A4 (rectangle sum). Draw the four overlapping top-left slabs. The big slab prefix(r2,c2) contains everything; subtract the top slab prefix(r1−1,c2) and the left slab prefix(r2,c1−1); the corner prefix(r1−1,c1−1) was removed twice, so add it back once. The +/−/−/+ pattern is the 2D analogue of the 1D prefix(r) − prefix(l−1).
A7 (responsibility rectangle). Because the row index follows 1D BIT structure (range of length lowbit(i) ending at i) and independently the column index follows 1D BIT structure, the cell owns the Cartesian product: a lowbit(i)-tall, lowbit(j)-wide block whose bottom-right corner is (i,j).
A10 (no min). The rectangle formula subtracts prefixes. There is no "un-min" operation, so you cannot reconstruct a rectangle's min from overlapping prefix mins. A segment-tree node, by contrast, combines children with min(left, right) directly — no subtraction — so 2D segment trees handle min/max.
A8 (walk directions). This is the most common detail interviewers probe. Update adds the lowest bit (i += i & -i), climbing to the cells whose responsibility rectangle covers the updated cell — those are the cells that must reflect the change. Prefix subtracts the lowest bit (i -= i & -i), peeling off disjoint responsibility ranges that tile [1..i]. The mnemonic: "to fix a value, climb to your bosses (update up); to total a prefix, collect from your subordinates (query down)." In 2D both axes do this independently and simultaneously.
A13 (touch count). Updating (r,c) touches (number of row up-steps) × (number of column up-steps). On a 4×4 grid the worst case is update(1,1): row walk 1→2→4 (3 steps), column walk 1→2→4 (3 steps) → 9 cells. But update(4,4) touches only 1×1 = 1 cell because both indices are the top power of two. So "at most ~4" is the typical count; the worst is log·log ≈ 9. Stating the exact dependence on bit structure impresses interviewers.

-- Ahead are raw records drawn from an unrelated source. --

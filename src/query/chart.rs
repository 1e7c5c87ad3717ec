//! Time-bucketed chart series.
//!
//! Pure folding of ledger samples into chart points; all SQL stays in the
//! store layer. Bucket width follows the window size and is not negotiable,
//! so two clients asking for the same window always get the same series.

use std::collections::{BTreeMap, HashMap};
use std::time::Duration;

use chrono::{DateTime, Utc};

use crate::collector::delta::active_delta;
use crate::status::{Counters, SessionKey};
use crate::store::traffic::TrafficSample;

/// Chart bucket granularity, derived from the window size.
#[derive(Debug, Clone, Copy, PartialEq, Eq)]
pub enum BucketWidth {
    Minute,
    Hour,
    Day,
}

impl BucketWidth {
    /// Width for a chart window: minutes up to six hours, hours up to a
    /// day, days beyond that.
    pub fn for_window(window: Duration) -> Self {
        const HOUR: u64 = 60 * 60;
        let secs = window.as_secs();
        if secs <= 6 * HOUR {
            BucketWidth::Minute
        } else if secs <= 24 * HOUR {
            BucketWidth::Hour
        } else {
            BucketWidth::Day
        }
    }

    fn secs(self) -> i64 {
        match self {
            BucketWidth::Minute => 60,
            BucketWidth::Hour => 60 * 60,
            BucketWidth::Day => 24 * 60 * 60,
        }
    }

    /// Start of the bucket containing `ts`.
    ///
    /// UTC buckets align with the epoch, so plain timestamp arithmetic
    /// floors correctly for all three widths.
    pub fn truncate(self, ts: DateTime<Utc>) -> DateTime<Utc> {
        let secs = ts.timestamp();
        let floored = secs - secs.rem_euclid(self.secs());
        DateTime::<Utc>::from_timestamp(floored, 0).unwrap_or(ts)
    }

    /// Display label for one bucket start.
    pub fn label(self, bucket: DateTime<Utc>) -> String {
        match self {
            BucketWidth::Minute => bucket.format("%Y-%m-%d %H:%M").to_string(),
            BucketWidth::Hour => bucket.format("%Y-%m-%d %H:00").to_string(),
            BucketWidth::Day => bucket.format("%Y-%m-%d").to_string(),
        }
    }
}

/// One server-view chart bucket.
#[derive(Debug, Clone, PartialEq, Eq)]
pub struct ChartPoint {
    pub bucket: DateTime<Utc>,
    pub label: String,
    pub bytes_in: u64,
    pub bytes_out: u64,
    pub active_identities: u64,
}

#[derive(Debug, Default)]
struct BucketGroup {
    bytes_in: u64,
    bytes_out: u64,
    identity_sum: u64,
    cycles: u64,
}

/// Folds per-server aggregate samples into ascending chart points.
///
/// Within one (bucket, server) group the byte deltas sum and the concurrent
/// identity count is the integer mean over that server's cycles; across
/// servers sharing a bucket the means add up. Buckets nothing fell into are
/// omitted.
pub fn bucket_aggregates(samples: &[TrafficSample], width: BucketWidth) -> Vec<ChartPoint> {
    let mut groups: BTreeMap<(DateTime<Utc>, &str), BucketGroup> = BTreeMap::new();
    for sample in samples {
        let bucket = width.truncate(sample.captured_at);
        let group = groups.entry((bucket, sample.server.as_str())).or_default();
        group.bytes_in += sample.bytes_in;
        group.bytes_out += sample.bytes_out;
        group.identity_sum += u64::from(sample.active_identities);
        group.cycles += 1;
    }

    let mut merged: BTreeMap<DateTime<Utc>, (u64, u64, u64)> = BTreeMap::new();
    for ((bucket, _server), group) in groups {
        let entry = merged.entry(bucket).or_default();
        entry.0 += group.bytes_in;
        entry.1 += group.bytes_out;
        entry.2 += group.identity_sum / group.cycles;
    }

    merged
        .into_iter()
        .map(|(bucket, (bytes_in, bytes_out, identities))| ChartPoint {
            bucket,
            label: width.label(bucket),
            bytes_in,
            bytes_out,
            active_identities: identities,
        })
        .collect()
}

/// One per-identity chart bucket.
#[derive(Debug, Clone, PartialEq, Eq)]
pub struct SeriesPoint {
    pub bucket: DateTime<Utc>,
    pub label: String,
    pub bytes_in: u64,
    pub bytes_out: u64,
}

/// One identity's bucketed delta series.
#[derive(Debug, Clone, PartialEq, Eq)]
pub struct IdentitySeries {
    pub identity: String,
    pub points: Vec<SeriesPoint>,
}

/// Rebuilds per-identity delta series from raw cumulative samples.
///
/// `seeds` supply each session key's last sample from before the window so
/// traffic already counted outside the window is not re-counted inside it;
/// a key without a seed cold-starts exactly like a live cycle would.
/// `samples` must be ordered by capture time, which the store queries
/// guarantee. Series come back sorted by identity.
pub fn bucket_identity_deltas(
    seeds: &[TrafficSample],
    samples: &[TrafficSample],
    width: BucketWidth,
) -> Vec<IdentitySeries> {
    let mut prior: HashMap<SessionKey, Counters> = HashMap::new();
    for seed in seeds {
        if let Some(key) = seed.key() {
            prior.insert(key, seed.counters());
        }
    }

    let mut series: BTreeMap<String, BTreeMap<DateTime<Utc>, Counters>> = BTreeMap::new();
    for sample in samples {
        let Some(key) = sample.key() else { continue };
        let outcome = active_delta(prior.get(&key).copied(), sample.counters());
        let bucket = width.truncate(sample.captured_at);

        let buckets = series.entry(key.identity.clone()).or_default();
        let point = buckets.entry(bucket).or_default();
        point.bytes_in += outcome.delta.bytes_in;
        point.bytes_out += outcome.delta.bytes_out;

        prior.insert(key, sample.counters());
    }

    series
        .into_iter()
        .map(|(identity, buckets)| IdentitySeries {
            identity,
            points: buckets
                .into_iter()
                .map(|(bucket, delta)| SeriesPoint {
                    bucket,
                    label: width.label(bucket),
                    bytes_in: delta.bytes_in,
                    bytes_out: delta.bytes_out,
                })
                .collect(),
        })
        .collect()
}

A12 (static alternative). If the grid never changes, do not pay O(log·log) per query — precompute P[r][c] = sum of A[1..r][1..c] once in O(n·m), then every rectangle is the O(1) four-term inclusion-exclusion. This is the integral image / summed-area table. Mention it proactively: it signals you know that a BIT is only worth it when updates interleave with queries.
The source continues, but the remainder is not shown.